Sorted PAX2-null human nephron progenitors undergo mesenchymal-to-epithelial transition to form glomeruli and renal tubules
The isolation of nephron progenitor fractions enabled precise comparisons of their competence. The same numbers of ITGA8+/PDGFRA− nephron progenitors from wild-type (+/+) and PAX2-null (−/−) clones were co-cultured with spinal cord, and their development into nephron structures was examined histologically. At 3 days of co-culture, renal vesicles, marked with Lim Homeobox 1 (LHX1), were formed both in the wild-type and mutant clones (Fig. 4A). At 6 days of co-culture, CADHERIN6+ proximal renal tubules and E-CADHERIN+ distal tubules were observed from both genotypes (Fig. 4B). These data indicate that mesenchymal-to-epithelial transition, as well as establishment of proximo-distal polarity, was not impaired in the absence of human PAX2. In addition, NCAM+ S-shaped bodies, of which the proximal regions are precursors of glomeruli, were observed in both the control and mutant clones. At 9 days of co-culture, proximal (Lotus tetragonolobus lectin: LTL+) and distal (E-CADHERIN+) renal tubules were formed (Fig. 4C). In addition, the glomeruli showed WT1+ podocytes with basally-distributed NEPHRIN expression (Fig. 4C). Therefore, nephron formation was comparable between the wild-type and PAX2-mutant clones, even when started from the same numbers of nephron progenitors, clearly indicating the dispensable role of PAX2 in mesenchymal-to-epithelial transition of nephron progenitors in the differentiation process from human iPS cells.

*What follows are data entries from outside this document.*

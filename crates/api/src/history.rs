//! Newsspool history store types.
//!
//! The history store is the pure map from message-id to storage token,
//! after INN's HIS database.

use crate::{builder, config, ArticleMd, BoxFut, MessageId, NsResult, Token};
use std::sync::Arc;

/// The API of a history store backend.
pub trait HistoryStore: 'static + Send + Sync + std::fmt::Debug {
    /// Record the token an article was stored under.
    fn his_write(
        &self,
        msgid: MessageId,
        md: ArticleMd,
        token: Token,
    ) -> BoxFut<'_, NsResult<()>>;

    /// Look an article's token up by message-id.
    ///
    /// Fails [crate::NsError::NoEntry] when the id is unknown and
    /// [crate::NsError::TokenMismatch] when the stored blob is not a
    /// token.
    fn his_lookup(&self, msgid: MessageId) -> BoxFut<'_, NsResult<Token>>;

    /// Forget an article.
    fn his_cancel(&self, msgid: MessageId) -> BoxFut<'_, NsResult<()>>;
}

/// Trait-object version of newsspool [HistoryStore].
pub type DynHistoryStore = Arc<dyn HistoryStore>;

/// A factory for constructing [HistoryStore] instances.
pub trait HistoryStoreFactory: 'static + Send + Sync + std::fmt::Debug {
    /// Help the builder construct a default config from the chosen
    /// module factories.
    fn default_config(&self, config: &mut config::Config) -> NsResult<()>;

    /// Construct a history store instance.
    fn create(
        &self,
        builder: Arc<builder::Builder>,
    ) -> BoxFut<'static, NsResult<DynHistoryStore>>;
}

/// Trait-object [HistoryStoreFactory].
pub type DynHistoryStoreFactory = Arc<dyn HistoryStoreFactory>;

Human PAX2 is required for morphological development of glomerular parietal epithelial cells
Despite the apparently normal glomerulogenesis in the absence of PAX2, we noticed that the mutant glomerular parietal epithelial cells (epithelia of Bowman’s capsule) were not flattened and remained in the columnar shape (Fig. 5A). The thickness of the epithelial layers was significantly larger in the mutant clones compared with the wild-type clones (Fig. 5B). In addition, CADHERIN6, which showed restricted expression to columnar proximal renal tubules in the wild-type clone, was detected in the basolateral domains of the mutant glomerular parietal epithelial cells (Fig. 5C). Furthermore, atypical protein kinase C (aPKC), which is normally expressed in the apical domains of columnar epithelia, was detected in the mutant glomerular parietal cells (Fig. 5D). Therefore, PAX2-deficient glomerular parietal epithelial cells failed to undergo columnar-to-squamous transition, and retained columnar marker expression, suggesting a requirement for human PAX2 in the morphological development of this cell lineage.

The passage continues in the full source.